Mendagri Berharap Para Elit di Aceh Bisa Mengerti
jpnn.com - JAKARTA – Menteri Dalam Negeri (Mendagri) Gamawan Fauzi berharap kerelaan hati pemerintah Aceh dan DPR Aceh, untuk sedikit berbesar hati menerima usulan pemerintah pusat, agar tiga aturan turunan dari Undang-Undang Nomor 11 tahun 2006 tentang Pemerintahan Aceh, dapat segera disahkan.
Pasalnya, masa bakti pemerintahan periode Susilo Bambang Yudhoyono (SBY) sudah akan berakhir 20 Oktober mendatang. Sementara isu krusial yang hingga kini masih menjadi perdebatan, tak juga mencapai titik temu.
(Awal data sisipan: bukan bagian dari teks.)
// Licensed under the Apache License, Version 2.0 <LICENSE-APACHE or
// https://www.apache.org/licenses/LICENSE-2.0> or the MIT license
// <LICENSE-MIT or https://opensource.org/licenses/MIT>, at your
// option. This file may not be copied, modified, or distributed
// except according to those terms.

//! Configuration data models.

use serde::{Deserialize, Serialize};
use serde_valid::Validate;
use std::time::Duration;

use crate::database::DatabaseConfig;
use crate::jobs::spec::{
    DEFAULT_JOB_TIMEOUT_SECS, DEFAULT_MIN_SUCCESS_RATE, DEFAULT_PROVIDER_TIMEOUT_SECS,
};
use crate::providers::types::ProviderEndpoint;

/// Top-level configuration.
#[derive(Debug, Clone, Default, Serialize, Deserialize, Validate)]
pub struct Config {
    /// Database connection settings
    #[serde(default)]
    pub database: DatabaseConfig,

    /// Provider registry and health checking
    #[serde(default)]
    #[validate]
    pub providers: ProvidersConfig,

    /// Region scheduler settings
    #[serde(default)]
    #[validate]
    pub scheduler: SchedulerConfig,

    /// Defaults applied to jobs whose spec omits constraints
    #[serde(default)]
    #[validate]
    pub jobs: JobsConfig,

    /// Unit-level retry policy
    #[serde(default)]
    #[validate]
    pub retry: RetryConfig,

    /// Queue and outbox publishing
    #[serde(default)]
    #[validate]
    pub queue: QueueConfig,

    /// Runner behavior
    #[serde(default)]
    #[validate]
    pub runner: RunnerConfig,

    /// Stale-job recovery sweeps
    #[serde(default)]
    #[validate]
    pub recovery: RecoveryConfig,
}

/// Provider registry configuration.
#[derive(Debug, Clone, Serialize, Deserialize, Validate)]
pub struct ProvidersConfig {
    /// Ordered list of provider endpoints with region tags
    #[serde(default)]
    #[validate]
    pub endpoints: Vec<ProviderEndpoint>,

    /// Seconds between provider health checks
    #[validate(minimum = 1)]
    pub health_check_interval_secs: u64,
}

impl Default for ProvidersConfig {
    fn default() -> Self {
        Self {
            endpoints: Vec::new(),
            health_check_interval_secs: 15,
        }
    }
}

impl ProvidersConfig {
    pub fn health_check_interval(&self) -> Duration {
        Duration::from_secs(self.health_check_interval_secs)
    }

    /// A provider's health flag is trusted for twice the check interval.
    pub fn staleness_window(&self) -> Duration {
        self.health_check_interval() * 2
    }
}

/// Region scheduler configuration.
#[derive(Debug, Clone, Serialize, Deserialize, Validate)]
pub struct SchedulerConfig {
    /// Bounded concurrency per region worker, sized to hold the model
    /// fan-out of one question plus headroom
    #[validate(minimum = 1)]
    pub max_concurrent_per_region: usize,
}

impl Default for SchedulerConfig {
    fn default() -> Self {
        Self {
            max_concurrent_per_region: 10,
        }
    }
}

/// Job constraint defaults.
#[derive(Debug, Clone, Serialize, Deserialize, Validate)]
pub struct JobsConfig {
    /// Hard per-job deadline (seconds)
    #[validate(minimum = 1)]
    pub job_timeout_secs: u64,

    /// Per-provider-call deadline (seconds)
    #[validate(minimum = 1)]
    pub provider_timeout_secs: u64,

    /// Minimum success rate for job-success determination
    #[validate(minimum = 0.0)]
    #[validate(maximum = 1.0)]
    pub min_success_rate: f64,
}

impl Default for JobsConfig {
    fn default() -> Self {
        Self {
            job_timeout_secs: DEFAULT_JOB_TIMEOUT_SECS,
            provider_timeout_secs: DEFAULT_PROVIDER_TIMEOUT_SECS,
            min_success_rate: DEFAULT_MIN_SUCCESS_RATE,
        }
    }
}

/// Unit-level retry policy.
#[derive(Debug, Clone, Serialize, Deserialize, Validate)]
pub struct RetryConfig {
    /// Attempts per unit, including the first
    #[validate(minimum = 1)]
    pub max_attempts: u32,

    /// Backoff before the first retry (milliseconds)
    #[validate(minimum = 1)]
    pub backoff_initial_ms: u64,

    /// Backoff ceiling (milliseconds)
    #[validate(minimum = 1)]
    pub backoff_max_ms: u64,
}

impl Default for RetryConfig {
    fn default() -> Self {
        Self {
            max_attempts: 3,
            backoff_initial_ms: 2_000,
            backoff_max_ms: 30_000,
        }
    }
}

impl RetryConfig {
    pub fn backoff_initial(&self) -> Duration {
        Duration::from_millis(self.backoff_initial_ms)
    }

    pub fn backoff_max(&self) -> Duration {
        Duration::from_millis(self.backoff_max_ms)
    }
}

/// Queue and outbox publisher configuration.
#[derive(Debug, Clone, Serialize, Deserialize, Validate)]
pub struct QueueConfig {
    /// Envelope deliveries after which an envelope is dead-lettered
    #[validate(minimum = 1)]
    pub dead_letter_threshold: i32,

    /// How often the outbox publisher scans for unpublished rows
    /// (milliseconds)
    #[validate(minimum = 10)]
    pub publish_interval_ms: u64,

    /// Outbox rows read per publisher scan
    #[validate(minimum = 1)]
    pub publish_batch: i64,
}

impl Default for QueueConfig {
    fn default() -> Self {
        Self {
            dead_letter_threshold: 5,
            publish_interval_ms: 500,
            publish_batch: 100,
        }
    }
}

impl QueueConfig {
    pub fn publish_interval(&self) -> Duration {
        Duration::from_millis(self.publish_interval_ms)
    }
}

/// Runner configuration.
#[derive(Debug, Clone, Serialize, Deserialize, Validate)]
pub struct RunnerConfig {
    /// How long finalize waits for in-flight execution writes to land
    /// (seconds)
    pub barrier_grace_secs: u64,

    /// Margin added to the job timeout when sizing the claim-lock TTL
    /// (seconds)
    #[validate(minimum = 1)]
    pub claim_ttl_margin_secs: u64,
}

impl Default for RunnerConfig {
    fn default() -> Self {
        Self {
            barrier_grace_secs: 10,
            claim_ttl_margin_secs: 60,
        }
    }
}

impl RunnerConfig {
    pub fn barrier_grace(&self) -> Duration {
        Duration::from_secs(self.barrier_grace_secs)
    }
}

/// Recovery sweep configuration.
#[derive(Debug, Clone, Serialize, Deserialize, Validate)]
pub struct RecoveryConfig {
    /// Seconds between recovery sweeps
    #[validate(minimum = 1)]
    pub sweep_interval_secs: u64,

    /// A `processing` job with no progress for this long is sent back to
    /// `created` (seconds)
    #[validate(minimum = 1)]
    pub processing_stale_secs: i64,

    /// A `created` job unpublished for this long is re-enqueued (seconds)
    #[validate(minimum = 1)]
    pub created_stale_secs: i64,

    /// A job older than this in any active status is failed with a timeout
    /// reason (seconds)
    #[validate(minimum = 1)]
    pub hard_timeout_secs: i64,
}

impl Default for RecoveryConfig {
    fn default() -> Self {
        Self {
            sweep_interval_secs: 60,
            processing_stale_secs: 600,
            created_stale_secs: 300,
            hard_timeout_secs: 3_600,
        }
    }
}

impl RecoveryConfig {
    pub fn sweep_interval(&self) -> Duration {
        Duration::from_secs(self.sweep_interval_secs)
    }
}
Padahal hanya tinggal terkait dua hal saja.
“Saya masih berusaha selesai di kabinet ini. Kan masih ada 35 hari lagi. Kalau mau berunding, itu kan hanya tinggal dua poin, yaitu pembagian hasil terkait minyak lepas pantai dan soal pertanahan. Jadi kita berharap ada kerelaan agar bisa segera disahkan,” ujar Gamawan di Jakarta, Senin (15/9).
Menurut Gamawan, jika pemerintahan di Aceh membuka diri, maka Kemendagri siap kapan saja melakukan perundingan kembali. Karena intinya pemerintah pusat ingin segera mensyahkan tiga rancangan aturan yang ada.
Yaitu Rancangan Peraturan Pemerintah (RPP) Kewenangan Pemerintah, RPP Minyak dan Gas (Migas), serta Rancangan Peraturan Presiden (Perpres) Peralihan kantor Badan Pertanahan Nasional (BPN) di Aceh.
“Kalau (dua isu krusial) sudah disepakati, tinggal saya kirim ke Presiden untuk ditandatangani. Jadi kita sangat-sangat berharap. Aceh sudah diistimewakan dari sejumlah daerah lain, jadi tolonglah pengertian teman-teman di Aceh,” katanya.
Menurut Gamawan, isu krusial terkait pertanahan pemerintah pusat telah berbesar hati memberi kewenangan bagi pemerintah Provinsi Aceh mengelola sebelas kewenangan. Sementara daerah-daerah lain di Indonesia hanya diberi sembilan kewenangan.
“Dalam 11 kewenangan yang diserahkan itu juga terkait Hak Guna Usaha (HGU) dan Hak Guna Bangunan (HGB). Dua kewenangan ini kan gemuk. Tapi (Aceh hingga saat ini, red) tetap tidak mau,” katanya.